Page 11 of Ra (The Scarab Prophecy #1)
Ra set his plate aside and delicately dabbed his lips with his paper-towel. “Quite good, Azi. And here I thought you couldn’t cook.”
“Scrambled eggs and toast is not cooking. It’s more, warming.”
“I disagree. Delicious,” he said, nodding for emphasis.
The phone started ringing again, and Azi closed her eyes, praying for it to be anyone other than her father. But the moment the answering machine clicked on and made its obligatory outgoing message, she knew the prayer was wasted.
“Azenath, are you there? You should have been up and about by now! Are you avoiding me?”
Azi sighed as she got up and literally dragged her feet across the floor as she moved toward the old dial-style telephone sitting on the console table against the wall where her father’s chair used to sit.
She picked up the telephone, and despite her answering the phone, the answering machine — true to the way they always operated — did not click off.
It recorded and played their entire conversation aloud. “Hello, Father.”
“Azenath! There you are, my girl! Are you well?”
“I am, Father. Just catching up on some much needed rest.”
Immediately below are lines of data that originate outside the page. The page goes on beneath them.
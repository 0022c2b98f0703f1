// load.rs — LoadController: priority admission for classifications.
//
// Below `threshold` concurrent classifications, `admit()` hands out a permit
// immediately. At or above it, callers wait in a max-heap keyed on
// (priority, arrival order): when a permit is dropped, its slot passes
// directly to the highest-priority waiter, so deletions and force pushes are
// never starved behind a flood of routine script runs.
//
// Every wait is bounded by `deadline`. A caller that times out gets
// `EngineError::Overloaded`, which the engine turns into a manual-approval
// decision. Nothing waits forever and nothing is dropped silently.
//
// Slot accounting: `active` counts permits plus slots in transit to a woken
// waiter. A waiter that is woken after it stopped listening (timed out or
// its future was dropped) gives the slot back.

use std::cmp::{Ordering as CmpOrdering, Reverse};
use std::collections::BinaryHeap;
use std::sync::atomic::{AtomicU64, Ordering};
use std::sync::Arc;
use std::time::{Duration, Instant};

use parking_lot::Mutex;
use serde::Serialize;
use tokio::sync::oneshot;

use tg_policy::{has_destructive_marker, Operation, OperationType};

use crate::error::EngineError;

/// Admission priority. Higher is served first.
#[derive(Debug, Clone, Copy, PartialEq, Eq, PartialOrd, Ord, Hash, Serialize)]
pub enum Priority {
    Routine = 0,
    Standard = 1,
    Elevated = 2,
    Critical = 3,
}

impl Priority {
    /// Destructive markers first, then version control and external
    /// services, then file and CLI work, then scripts and the unknown.
    pub fn of(op: &Operation) -> Self {
        if has_destructive_marker(op) {
            return Priority::Critical;
        }
        match op.effective_type() {
            OperationType::Git | OperationType::Mcp => Priority::Elevated,
            OperationType::File | OperationType::Cli => Priority::Standard,
            OperationType::Script | OperationType::Unknown => Priority::Routine,
        }
    }
}

struct Waiter {
    priority: Priority,
    seq: u64,
    wake: oneshot::Sender<()>,
}

impl PartialEq for Waiter {
    fn eq(&self, other: &Self) -> bool {
        self.cmp(other) == CmpOrdering::Equal
    }
}

impl Eq for Waiter {}

impl PartialOrd for Waiter {
    fn partial_cmp(&self, other: &Self) -> Option<CmpOrdering> {
        Some(self.cmp(other))
    }
}

impl Ord for Waiter {
    fn cmp(&self, other: &Self) -> CmpOrdering {
        (self.priority, Reverse(self.seq)).cmp(&(other.priority, Reverse(other.seq)))
    }
}

#[derive(Default)]
struct LoadState {
    active: usize,
    next_seq: u64,
    waiters: BinaryHeap<Waiter>,
}

/// Snapshot for `stats()`.
#[derive(Debug, Clone, Copy, Default, Serialize, PartialEq, Eq)]
pub struct LoadStats {
    pub threshold: usize,
    pub active: usize,
    pub queued: usize,
    pub admitted: u64,
    pub waited: u64,
    pub timed_out: u64,
}

pub struct LoadController {
    threshold: usize,
    deadline: Duration,
    state: Mutex<LoadState>,
    admitted: AtomicU64,
    waited: AtomicU64,
    timed_out: AtomicU64,
}

/// One admitted classification. Dropping it frees the slot.
pub struct LoadPermit {
    controller: Arc<LoadController>,
}

impl Drop for LoadPermit {
    fn drop(&mut self) {
        self.controller.release();
    }
}

/// Removes a waiter that stops listening before it is admitted.
struct QueueTicket<'a> {
    controller: &'a Arc<LoadController>,
    seq: u64,
    armed: bool,
}

impl QueueTicket<'_> {
    /// Leave the queue. True when the slot was already handed to us.
    fn withdraw(&mut self) -> bool {
        self.armed = false;
        let mut state = self.controller.state.lock();
        let before = state.waiters.len();
        let seq = self.seq;
        state.waiters.retain(|w| w.seq != seq);
        state.waiters.len() == before
    }
}

impl Drop for QueueTicket<'_> {
    fn drop(&mut self) {
        if self.armed && self.withdraw() {
            self.controller.release();
        }
    }
}

impl LoadController {
    pub fn new(threshold: usize, deadline: Duration) -> Arc<Self> {
        Arc::new(Self {
            threshold: threshold.max(1),
            deadline,
            state: Mutex::new(LoadState::default()),
            admitted: AtomicU64::new(0),
            waited: AtomicU64::new(0),
            timed_out: AtomicU64::new(0),
        })
    }

    pub fn deadline(&self) -> Duration {
        self.deadline
    }

    /// Wait for a classification slot.
    pub async fn admit(self: &Arc<Self>, priority: Priority) -> Result<LoadPermit, EngineError> {
        let (seq, mut woken) = {
            let mut state = self.state.lock();
            if state.active < self.threshold {
                state.active += 1;
                self.admitted.fetch_add(1, Ordering::Relaxed);
                return Ok(self.permit());
            }
            let (tx, rx) = oneshot::channel();
            let seq = state.next_seq;
            state.next_seq += 1;
            state.waiters.push(Waiter {
                priority,
                seq,
                wake: tx,
            });
            (seq, rx)
        };

        self.waited.fetch_add(1, Ordering::Relaxed);
        let started = Instant::now();
        let mut ticket = QueueTicket {
            controller: self,
            seq,
            armed: true,
        };
        tracing::debug!(?priority, seq, "classification queued under load");

        // The receiver outlives the ticket so a slot sent to us is never lost.
        match tokio::time::timeout(self.deadline, &mut woken).await {
            Ok(Ok(())) => {
                ticket.armed = false;
                self.admitted.fetch_add(1, Ordering::Relaxed);
                Ok(self.permit())
            }
            _ => {
                if ticket.withdraw() {
                    // Woken between the deadline and the withdraw; take it.
                    self.admitted.fetch_add(1, Ordering::Relaxed);
                    return Ok(self.permit());
                }
                self.timed_out.fetch_add(1, Ordering::Relaxed);
                let waited_ms = u64::try_from(started.elapsed().as_millis()).unwrap_or(u64::MAX);
                tracing::warn!(?priority, waited_ms, "admission deadline exceeded");
                Err(EngineError::Overloaded { waited_ms })
            }
        }
    }

    fn permit(self: &Arc<Self>) -> LoadPermit {
        LoadPermit {
            controller: Arc::clone(self),
        }
    }

    /// Pass the slot to the best live waiter, or free it.
    fn release(&self) {
        let mut state = self.state.lock();
        while let Some(waiter) = state.waiters.pop() {
            if waiter.wake.send(()).is_ok() {
                return;
            }
        }
        state.active = state.active.saturating_sub(1);
    }

    pub fn stats(&self) -> LoadStats {
        let state = self.state.lock();
        LoadStats {
            threshold: self.threshold,
            active: state.active,
            queued: state.waiters.len(),
            admitted: self.admitted.load(Ordering::Relaxed),
            waited: self.waited.load(Ordering::Relaxed),
            timed_out: self.timed_out.load(Ordering::Relaxed),
        }
    }
}

#[cfg(test)]
mod tests {
    use super::*;
    use tg_policy::OperationContext;

    fn op(op_type: OperationType, command: &str, args: &[&str]) -> Operation {
        Operation::new(
            op_type,
            command,
            args.iter().copied(),
            OperationContext::new("/repo", "dev", "session-1234"),
        )
    }

    #[test]
    fn priority_ranks_destructive_first() {
        assert_eq!(
            Priority::of(&op(OperationType::Script, "bash", &["x.sh", "--force"])),
            Priority::Critical
        );
        assert_eq!(
            Priority::of(&op(OperationType::Git, "git", &["status"])),
            Priority::Elevated
        );
        assert_eq!(
            Priority::of(&op(OperationType::File, "read", &["a"])),
            Priority::Standard
        );
        assert_eq!(
            Priority::of(&op(OperationType::Script, "bash", &["scripts/a.sh"])),
            Priority::Routine
        );
        assert!(Priority::Critical > Priority::Routine);
    }

    #[tokio::test]
    async fn admits_immediately_below_threshold() {
        let lc = LoadController::new(2, Duration::from_millis(50));
        let a = lc.admit(Priority::Routine).await.unwrap();
        let _b = lc.admit(Priority::Routine).await.unwrap();
        assert_eq!(lc.stats().active, 2);
        drop(a);
        assert_eq!(lc.stats().active, 1);
    }

    #[tokio::test]
    async fn waiter_times_out_when_saturated() {
        let lc = LoadController::new(1, Duration::from_millis(20));
        let _held = lc.admit(Priority::Routine).await.unwrap();
        match lc.admit(Priority::Critical).await {
            Err(EngineError::Overloaded { .. }) => {}
            Err(other) => panic!("expected Overloaded, got {:?}", other),
            Ok(_) => panic!("expected Overloaded, got a permit"),
        }
        let s = lc.stats();
        assert_eq!((s.active, s.queued, s.timed_out), (1, 0, 1));
    }

    #[tokio::test]
    async fn released_slot_goes_to_highest_priority() {
        let lc = LoadController::new(1, Duration::from_secs(5));
        let held = lc.admit(Priority::Routine).await.unwrap();

        let order = Arc::new(Mutex::new(Vec::new()));
        let mut handles = Vec::new();
        for (i, priority) in [Priority::Routine, Priority::Critical, Priority::Standard]
            .into_iter()
            .enumerate()
        {
            let task_lc = lc.clone();
            let order = order.clone();
            handles.push(tokio::spawn(async move {
                let _permit = task_lc.admit(priority).await.unwrap();
                order.lock().push(priority);
                tokio::time::sleep(Duration::from_millis(5)).await;
                i
            }));
            // Let each waiter register before spawning the next.
            while lc.stats().queued < i + 1 {
                tokio::task::yield_now().await;
            }
        }

        drop(held);
        for h in handles {
            h.await.unwrap();
        }
        assert_eq!(
            *order.lock(),
            vec![Priority::Critical, Priority::Standard, Priority::Routine]
        );
        assert_eq!(lc.stats().active, 0);
    }

    #[tokio::test]
    async fn dropped_waiter_does_not_leak_a_slot() {
        let lc = LoadController::new(1, Duration::from_secs(5));
        let held = lc.admit(Priority::Routine).await.unwrap();

        let waiting = {
            let lc = lc.clone();
            tokio::spawn(async move { lc.admit(Priority::Routine).await.map(|_| ()) })
        };
        while lc.stats().queued < 1 {
            tokio::task::yield_now().await;
        }
        waiting.abort();
        let _ = waiting.await;

        drop(held);
        assert_eq!(lc.stats().active, 0);
        assert!(lc.admit(Priority::Routine).await.is_ok());
    }
}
“Oh, well, I trust you’ve caught up. There is much to be done if we’re to make the first lecture at university! Up and about now!”
“I’ve told the directors at the museum, and the Department of Antiquities, that I’ll be ready in two weeks.”
“Two weeks! You already are ready! You found it! You know every centimeter of the Tomb! All you have to do is describe your discovery, show the photos, answer questions, and boom! You’ve got twenty more students interested in the most honorable profession out there…
archeology! And benefactors and donations for everything we need to continue the digs in the region! ”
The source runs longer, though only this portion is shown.